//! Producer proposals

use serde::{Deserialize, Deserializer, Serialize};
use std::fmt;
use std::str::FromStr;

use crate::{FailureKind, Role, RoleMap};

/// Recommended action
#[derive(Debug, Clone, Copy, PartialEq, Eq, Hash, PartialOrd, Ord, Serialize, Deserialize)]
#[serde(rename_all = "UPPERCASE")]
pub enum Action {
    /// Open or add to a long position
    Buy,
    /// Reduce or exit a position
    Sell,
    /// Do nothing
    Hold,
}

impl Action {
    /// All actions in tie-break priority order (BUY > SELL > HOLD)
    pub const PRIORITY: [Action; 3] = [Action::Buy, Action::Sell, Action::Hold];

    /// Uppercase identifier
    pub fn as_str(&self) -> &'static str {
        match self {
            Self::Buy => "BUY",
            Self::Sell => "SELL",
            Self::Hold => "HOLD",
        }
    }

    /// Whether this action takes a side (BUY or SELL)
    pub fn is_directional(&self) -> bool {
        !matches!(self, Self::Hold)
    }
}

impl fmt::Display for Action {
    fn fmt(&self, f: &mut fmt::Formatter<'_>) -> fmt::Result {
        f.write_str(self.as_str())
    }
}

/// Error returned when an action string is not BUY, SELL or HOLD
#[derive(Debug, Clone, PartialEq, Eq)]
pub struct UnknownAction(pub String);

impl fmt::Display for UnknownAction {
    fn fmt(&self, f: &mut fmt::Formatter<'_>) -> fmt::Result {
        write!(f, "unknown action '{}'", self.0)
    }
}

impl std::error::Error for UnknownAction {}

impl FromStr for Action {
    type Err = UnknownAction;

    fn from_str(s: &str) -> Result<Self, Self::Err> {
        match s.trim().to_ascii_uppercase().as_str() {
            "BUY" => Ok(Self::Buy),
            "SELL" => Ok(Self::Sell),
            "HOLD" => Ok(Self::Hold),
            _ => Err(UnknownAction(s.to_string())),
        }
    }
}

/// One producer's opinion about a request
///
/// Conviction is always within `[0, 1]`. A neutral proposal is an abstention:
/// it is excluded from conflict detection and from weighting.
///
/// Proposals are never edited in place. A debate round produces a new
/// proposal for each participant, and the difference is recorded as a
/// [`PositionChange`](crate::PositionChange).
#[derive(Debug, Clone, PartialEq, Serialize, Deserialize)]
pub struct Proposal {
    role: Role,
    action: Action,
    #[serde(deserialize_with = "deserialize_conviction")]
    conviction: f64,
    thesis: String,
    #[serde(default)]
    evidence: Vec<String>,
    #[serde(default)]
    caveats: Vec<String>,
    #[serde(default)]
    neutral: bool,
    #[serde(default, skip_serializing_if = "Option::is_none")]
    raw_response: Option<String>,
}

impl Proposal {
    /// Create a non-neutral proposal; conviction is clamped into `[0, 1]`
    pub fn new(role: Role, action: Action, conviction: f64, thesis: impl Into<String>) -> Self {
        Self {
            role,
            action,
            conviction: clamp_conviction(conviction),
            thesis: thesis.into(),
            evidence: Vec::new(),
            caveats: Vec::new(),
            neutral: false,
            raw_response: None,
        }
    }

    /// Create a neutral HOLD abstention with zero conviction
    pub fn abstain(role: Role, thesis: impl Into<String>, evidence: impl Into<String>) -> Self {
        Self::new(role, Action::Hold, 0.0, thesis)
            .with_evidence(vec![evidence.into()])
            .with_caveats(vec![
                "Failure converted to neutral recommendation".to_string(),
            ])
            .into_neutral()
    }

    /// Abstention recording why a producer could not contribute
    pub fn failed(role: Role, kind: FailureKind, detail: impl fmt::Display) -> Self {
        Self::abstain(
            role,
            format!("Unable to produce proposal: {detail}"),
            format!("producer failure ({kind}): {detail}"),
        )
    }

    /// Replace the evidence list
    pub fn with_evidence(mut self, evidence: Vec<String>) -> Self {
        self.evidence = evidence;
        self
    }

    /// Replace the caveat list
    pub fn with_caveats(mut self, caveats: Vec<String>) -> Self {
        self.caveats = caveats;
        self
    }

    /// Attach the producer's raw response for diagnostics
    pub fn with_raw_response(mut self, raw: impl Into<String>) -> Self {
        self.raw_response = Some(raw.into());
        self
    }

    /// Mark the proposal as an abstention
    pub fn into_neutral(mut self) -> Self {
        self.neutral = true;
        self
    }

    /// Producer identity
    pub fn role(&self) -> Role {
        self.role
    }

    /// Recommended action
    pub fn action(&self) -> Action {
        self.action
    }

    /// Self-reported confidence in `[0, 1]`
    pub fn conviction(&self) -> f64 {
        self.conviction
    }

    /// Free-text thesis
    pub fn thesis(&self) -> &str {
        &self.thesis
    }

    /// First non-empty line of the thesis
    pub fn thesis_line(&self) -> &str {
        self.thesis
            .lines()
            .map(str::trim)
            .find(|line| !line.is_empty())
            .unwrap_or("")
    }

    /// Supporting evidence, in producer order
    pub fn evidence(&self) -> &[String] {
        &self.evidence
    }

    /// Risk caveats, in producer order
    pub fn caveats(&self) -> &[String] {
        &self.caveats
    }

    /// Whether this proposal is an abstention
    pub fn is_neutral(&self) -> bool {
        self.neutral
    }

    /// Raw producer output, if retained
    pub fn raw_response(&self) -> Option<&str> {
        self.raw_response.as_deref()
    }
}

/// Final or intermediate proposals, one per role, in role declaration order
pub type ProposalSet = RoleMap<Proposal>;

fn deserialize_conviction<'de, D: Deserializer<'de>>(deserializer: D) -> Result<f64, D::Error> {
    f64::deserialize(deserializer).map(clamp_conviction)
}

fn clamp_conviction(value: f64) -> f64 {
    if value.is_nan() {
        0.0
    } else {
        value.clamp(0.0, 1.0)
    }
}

#####

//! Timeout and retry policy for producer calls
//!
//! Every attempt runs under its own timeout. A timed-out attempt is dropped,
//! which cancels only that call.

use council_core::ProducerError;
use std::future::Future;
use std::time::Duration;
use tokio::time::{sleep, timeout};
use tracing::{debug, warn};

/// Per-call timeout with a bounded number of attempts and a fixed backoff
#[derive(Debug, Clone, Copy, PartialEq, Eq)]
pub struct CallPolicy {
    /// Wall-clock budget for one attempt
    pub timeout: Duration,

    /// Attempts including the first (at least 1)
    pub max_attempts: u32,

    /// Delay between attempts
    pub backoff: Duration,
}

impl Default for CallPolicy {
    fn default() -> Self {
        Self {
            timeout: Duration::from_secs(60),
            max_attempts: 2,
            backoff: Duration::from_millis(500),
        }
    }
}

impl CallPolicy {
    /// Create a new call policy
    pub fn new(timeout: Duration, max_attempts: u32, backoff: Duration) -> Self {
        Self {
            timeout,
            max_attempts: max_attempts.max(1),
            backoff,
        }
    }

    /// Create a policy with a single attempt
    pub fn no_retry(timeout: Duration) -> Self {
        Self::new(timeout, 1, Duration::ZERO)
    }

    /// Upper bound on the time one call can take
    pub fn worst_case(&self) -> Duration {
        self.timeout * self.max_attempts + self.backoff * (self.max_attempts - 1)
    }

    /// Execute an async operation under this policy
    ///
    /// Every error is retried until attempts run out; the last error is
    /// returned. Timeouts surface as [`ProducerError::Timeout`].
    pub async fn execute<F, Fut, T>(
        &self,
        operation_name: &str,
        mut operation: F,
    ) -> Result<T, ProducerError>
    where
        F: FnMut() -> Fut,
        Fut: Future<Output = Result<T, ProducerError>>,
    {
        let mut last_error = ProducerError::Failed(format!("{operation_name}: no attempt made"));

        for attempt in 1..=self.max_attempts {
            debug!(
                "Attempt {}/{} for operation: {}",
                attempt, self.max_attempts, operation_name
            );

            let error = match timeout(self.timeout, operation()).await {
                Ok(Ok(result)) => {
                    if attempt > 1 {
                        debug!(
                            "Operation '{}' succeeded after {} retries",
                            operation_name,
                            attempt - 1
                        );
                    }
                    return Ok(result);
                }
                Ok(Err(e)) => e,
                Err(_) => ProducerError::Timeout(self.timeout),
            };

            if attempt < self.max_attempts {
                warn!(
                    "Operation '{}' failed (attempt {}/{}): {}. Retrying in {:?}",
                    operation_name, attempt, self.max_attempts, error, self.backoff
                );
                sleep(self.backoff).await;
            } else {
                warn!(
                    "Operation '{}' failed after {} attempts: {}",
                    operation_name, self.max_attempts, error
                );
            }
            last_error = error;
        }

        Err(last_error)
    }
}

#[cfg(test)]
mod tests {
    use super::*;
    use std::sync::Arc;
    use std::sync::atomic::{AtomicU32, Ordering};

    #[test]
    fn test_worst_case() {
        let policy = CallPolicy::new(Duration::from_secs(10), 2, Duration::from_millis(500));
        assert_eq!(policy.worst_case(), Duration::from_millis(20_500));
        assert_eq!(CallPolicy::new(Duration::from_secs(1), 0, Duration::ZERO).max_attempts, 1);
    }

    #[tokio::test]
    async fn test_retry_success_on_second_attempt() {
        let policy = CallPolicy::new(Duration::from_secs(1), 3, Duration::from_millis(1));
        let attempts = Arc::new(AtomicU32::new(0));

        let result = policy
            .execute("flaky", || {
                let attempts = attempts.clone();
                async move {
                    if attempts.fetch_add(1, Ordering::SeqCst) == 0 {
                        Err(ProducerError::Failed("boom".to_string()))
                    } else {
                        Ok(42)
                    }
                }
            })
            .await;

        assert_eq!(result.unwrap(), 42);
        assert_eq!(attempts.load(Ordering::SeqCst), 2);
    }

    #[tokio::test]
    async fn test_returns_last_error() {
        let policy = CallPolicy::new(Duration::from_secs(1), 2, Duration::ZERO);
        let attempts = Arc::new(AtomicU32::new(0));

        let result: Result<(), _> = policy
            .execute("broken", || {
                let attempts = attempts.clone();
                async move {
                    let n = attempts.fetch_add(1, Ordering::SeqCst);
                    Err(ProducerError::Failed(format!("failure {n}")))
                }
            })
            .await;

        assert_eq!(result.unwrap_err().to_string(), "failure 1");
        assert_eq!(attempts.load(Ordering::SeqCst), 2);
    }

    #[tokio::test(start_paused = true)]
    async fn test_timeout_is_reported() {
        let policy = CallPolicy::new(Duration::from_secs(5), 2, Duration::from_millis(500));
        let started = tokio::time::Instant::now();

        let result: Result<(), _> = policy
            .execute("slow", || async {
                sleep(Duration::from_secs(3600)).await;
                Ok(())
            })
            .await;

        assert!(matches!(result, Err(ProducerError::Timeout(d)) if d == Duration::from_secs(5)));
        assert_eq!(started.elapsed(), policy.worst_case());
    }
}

#####

■ **EXERCISE DETAILS**
Take every line above that includes "evidence" and list it.

■ **TASK ANSWER**
    evidence: Vec<String>,
            evidence: Vec::new(),
    pub fn abstain(role: Role, thesis: impl Into<String>, evidence: impl Into<String>) -> Self {
            .with_evidence(vec![evidence.into()])
    /// Replace the evidence list
    pub fn with_evidence(mut self, evidence: Vec<String>) -> Self {
        self.evidence = evidence;
    /// Supporting evidence, in producer order
    pub fn evidence(&self) -> &[String] {
        &self.evidence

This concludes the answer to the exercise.